Main Article Content
By Allison Wilson, Biological Sciences
Advisor: Renu Sah
Award: Excellence in Research Communication
Presentation ID: 191
Abstract: Post-traumatic stress disorder (PTSD) is a fear-associated disorder characterized by maladaptive responding to a perceived threat and the persistence of fear memories associated with the original trauma. PTSD afflicts approximately 6 million individuals annually. Despite it having a higher prevalence in women, studies in females are lacking. Previous studies in our lab were limited to male animals, and thus more research is warranted in females. Our lab has been exploring a pre-trauma vulnerability factor that may promote PTSD: sensitivity to CO2 inhalation, an internal homeostatic stressor. We developed a mouse model where mice sensitive to CO2 have displayed a fearful phenotype to a stimulus that they had associated with an adverse event. Previously, we reported differential behavioral responses and discrete neuronal activation in CO2-fear conditioned female versus male mice, specifically active coping behaviors in females suggestive of arousal.
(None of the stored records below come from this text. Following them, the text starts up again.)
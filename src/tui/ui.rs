//! UI rendering for the TUI.

use ratatui::{
    layout::{Constraint, Direction, Layout, Rect},
    style::{Color, Modifier, Style},
    text::{Line, Span},
    widgets::{Block, Borders, Gauge, List, ListItem, ListState, Paragraph},
    Frame,
};

use crate::focus::{
    format_minutes_as_hours_minutes, format_seconds_as_timer, EngineState, Phase, PlanConfig,
    SessionKind,
};
use crate::storage::KeyValueStore;
use crate::tui::app::App;

fn kind_color(kind: SessionKind) -> Color {
    match kind {
        SessionKind::Focus => Color::Red,
        SessionKind::ShortBreak => Color::Green,
        SessionKind::LongBreak => Color::Cyan,
    }
}

/// Render the application UI.
pub fn render<S, C>(frame: &mut Frame<'_>, app: &App<S, C>)
where
    S: KeyValueStore<EngineState>,
    C: KeyValueStore<PlanConfig>,
{
    // Header, countdown, session list, status bar
    let chunks = Layout::default()
        .direction(Direction::Vertical)
        .constraints([
            Constraint::Length(3),
            Constraint::Length(5),
            Constraint::Min(0),
            Constraint::Length(1),
        ])
        .split(frame.area());

    render_header(frame, app, chunks[0]);
    render_countdown(frame, app, chunks[1]);
    render_sessions(frame, app, chunks[2]);
    render_status_bar(frame, app, chunks[3]);
}

fn render_header<S, C>(frame: &mut Frame<'_>, app: &App<S, C>, area: Rect)
where
    S: KeyValueStore<EngineState>,
    C: KeyValueStore<PlanConfig>,
{
    let engine = app.engine();
    let summary = engine.plan_summary();
    let title = match engine.phase() {
        Phase::Setup => format!(" jornada · setup · {} ", summary.describe()),
        Phase::Active => format!(
            " jornada · session {}/{}{} ",
            engine.current_index() + 1,
            engine.sessions().len(),
            if engine.is_paused() { " · paused" } else { "" }
        ),
        Phase::Completed => format!(" jornada · complete · {} ", summary.describe()),
    };

    let header = Paragraph::new(title)
        .style(Style::default().fg(Color::Cyan).add_modifier(Modifier::BOLD))
        .block(
            Block::default()
                .borders(Borders::ALL)
                .border_style(Style::default().fg(Color::Cyan)),
        );

    frame.render_widget(header, area);
}

fn render_countdown<S, C>(frame: &mut Frame<'_>, app: &App<S, C>, area: Rect)
where
    S: KeyValueStore<EngineState>,
    C: KeyValueStore<PlanConfig>,
{
    let engine = app.engine();

    let (label, color, detail) = match (engine.phase(), engine.current_session()) {
        (Phase::Active, Some(session)) => (
            format!(
                "{}  {}",
                session.label,
                format_seconds_as_timer(engine.remaining_seconds())
            ),
            if engine.is_paused() {
                Color::Yellow
            } else {
                kind_color(session.kind)
            },
            session
                .work_item_id
                .as_deref()
                .map(|id| app.title_for(id).to_string()),
        ),
        (Phase::Completed, _) => ("Done".to_string(), Color::Green, None),
        _ => (
            "Ready".to_string(),
            Color::Gray,
            Some("press s to start".to_string()),
        ),
    };

    let title = detail.map_or_else(String::new, |d| format!(" {d} "));
    let gauge = Gauge::default()
        .block(Block::default().borders(Borders::ALL).title(title))
        .gauge_style(Style::default().fg(color).add_modifier(Modifier::BOLD))
        .ratio(engine.progress().clamp(0.0, 1.0))
        .label(label);

    frame.render_widget(gauge, area);
}

fn render_sessions<S, C>(frame: &mut Frame<'_>, app: &App<S, C>, area: Rect)
where
    S: KeyValueStore<EngineState>,
    C: KeyValueStore<PlanConfig>,
{
    let engine = app.engine();
    let sessions = app.sessions();
    let current = match engine.phase() {
        Phase::Active => Some(engine.current_index()),
        Phase::Setup | Phase::Completed => None,
    };

    let items: Vec<ListItem<'_>> = sessions
        .iter()
        .map(|session| {
            let done = engine.phase() == Phase::Completed
                || current.is_some_and(|index| session.index < index);
            let style = if done {
                Style::default().fg(Color::DarkGray)
            } else {
                Style::default()
            };

            let mut spans = vec![
                Span::styled(
                    if session.kind.is_break() { "○ " } else { "● " },
                    Style::default().fg(kind_color(session.kind)),
                ),
                Span::styled(format!("{:<12}", session.label), style),
                Span::styled(
                    format!(
                        "{:>6}",
                        format_minutes_as_hours_minutes(session.duration_minutes)
                    ),
                    style,
                ),
            ];
            if let Some(id) = session.work_item_id.as_deref() {
                spans.push(Span::styled(
                    format!("  {}", app.title_for(id)),
                    Style::default().fg(Color::DarkGray),
                ));
            }

            ListItem::new(Line::from(spans))
        })
        .collect();

    let title = match engine.phase() {
        Phase::Setup => " Plan preview ",
        Phase::Active | Phase::Completed => " Sessions ",
    };
    let list = List::new(items)
        .block(Block::default().borders(Borders::ALL).title(title))
        .highlight_style(
            Style::default()
                .bg(Color::DarkGray)
                .add_modifier(Modifier::BOLD),
        )
        .highlight_symbol("> ");

    let mut state = ListState::default().with_selected(current);
    frame.render_stateful_widget(list, area, &mut state);
}

fn render_status_bar<S, C>(frame: &mut Frame<'_>, app: &App<S, C>, area: Rect)
where
    S: KeyValueStore<EngineState>,
    C: KeyValueStore<PlanConfig>,
{
    let (text, style) = if app.engine().persistence().is_durable() {
        (
            app.status.clone().unwrap_or_default(),
            Style::default().fg(Color::White).bg(Color::DarkGray),
        )
    } else {
        (
            "State is not being saved. Progress will be lost on exit".to_string(),
            Style::default().fg(Color::Black).bg(Color::Yellow),
        )
    };

    frame.render_widget(Paragraph::new(format!(" {text}")).style(style), area);
}

#[cfg(test)]
mod tests {
    use std::time::Duration;

    use ratatui::{backend::TestBackend, Terminal};

    use super::*;
    use crate::focus::TimerEngine;
    use crate::storage::MemoryStore;
    use crate::tasks::{WorkItem, WorkItemStatus};
    use crate::tui::event::Action;

    fn app() -> App<MemoryStore<EngineState>, MemoryStore<PlanConfig>> {
        let config = PlanConfig {
            total_duration_minutes: 70,
            focus_minutes: 25,
            short_break_minutes: 5,
            long_break_minutes: 15,
            long_break_interval: 2,
        };
        let mut engine =
            TimerEngine::open_with_defaults(MemoryStore::new(), MemoryStore::new(), config)
                .with_tick_interval(Duration::from_secs(1));
        engine.set_work_items(vec!["a".to_string()]);
        let items = vec![WorkItem {
            id: "a".to_string(),
            title: "Write report".to_string(),
            status: WorkItemStatus::Open,
        }];
        App::new(engine, items, false)
    }

    fn rendered(app: &App<MemoryStore<EngineState>, MemoryStore<PlanConfig>>) -> String {
        let mut terminal = Terminal::new(TestBackend::new(80, 20)).unwrap();
        terminal.draw(|frame| render(frame, app)).unwrap();
        let buffer = terminal.backend().buffer().clone();
        buffer
            .content()
            .chunks(buffer.area.width as usize)
            .map(|row| row.iter().map(|cell| cell.symbol()).collect::<String>())
            .collect::<Vec<_>>()
            .join("\n")
    }

    #[test]
    fn test_render_setup_preview() {
        let screen = rendered(&app());
        assert!(screen.contains("Plan preview"));
        assert!(screen.contains("Focus #1"));
        assert!(screen.contains("Write report"));
        assert!(screen.contains("Ready"));
    }

    #[test]
    fn test_render_active_countdown() {
        let mut app = app();
        app.apply(Action::Start);
        let screen = rendered(&app);
        assert!(screen.contains("25:00"));
        assert!(screen.contains("session 1/4"));
    }
}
However, the identity of neurons promoting these behaviors is unknown. The current study assesses noradrenergic (NE) neurons within the locus coeruleus (LC), which regulates arousal and fear and is known to be sexually dimorphic. We hypothesized increased NE "tone" and LC neuronal recruitment in female mice. DBH (NE-specific marker) and ∆FosB+ (neuronal recruitment marker) immunohistochemistry were used to label cells within the LC in air/CO2/fear conditioned male and female mice. Cell counting and statistical analysis were conducted to assess group differences. Our study provides novel insights on the role of LC noradrenergic system in promoting sex differences in coping and fear relevant to PTSD vulnerability.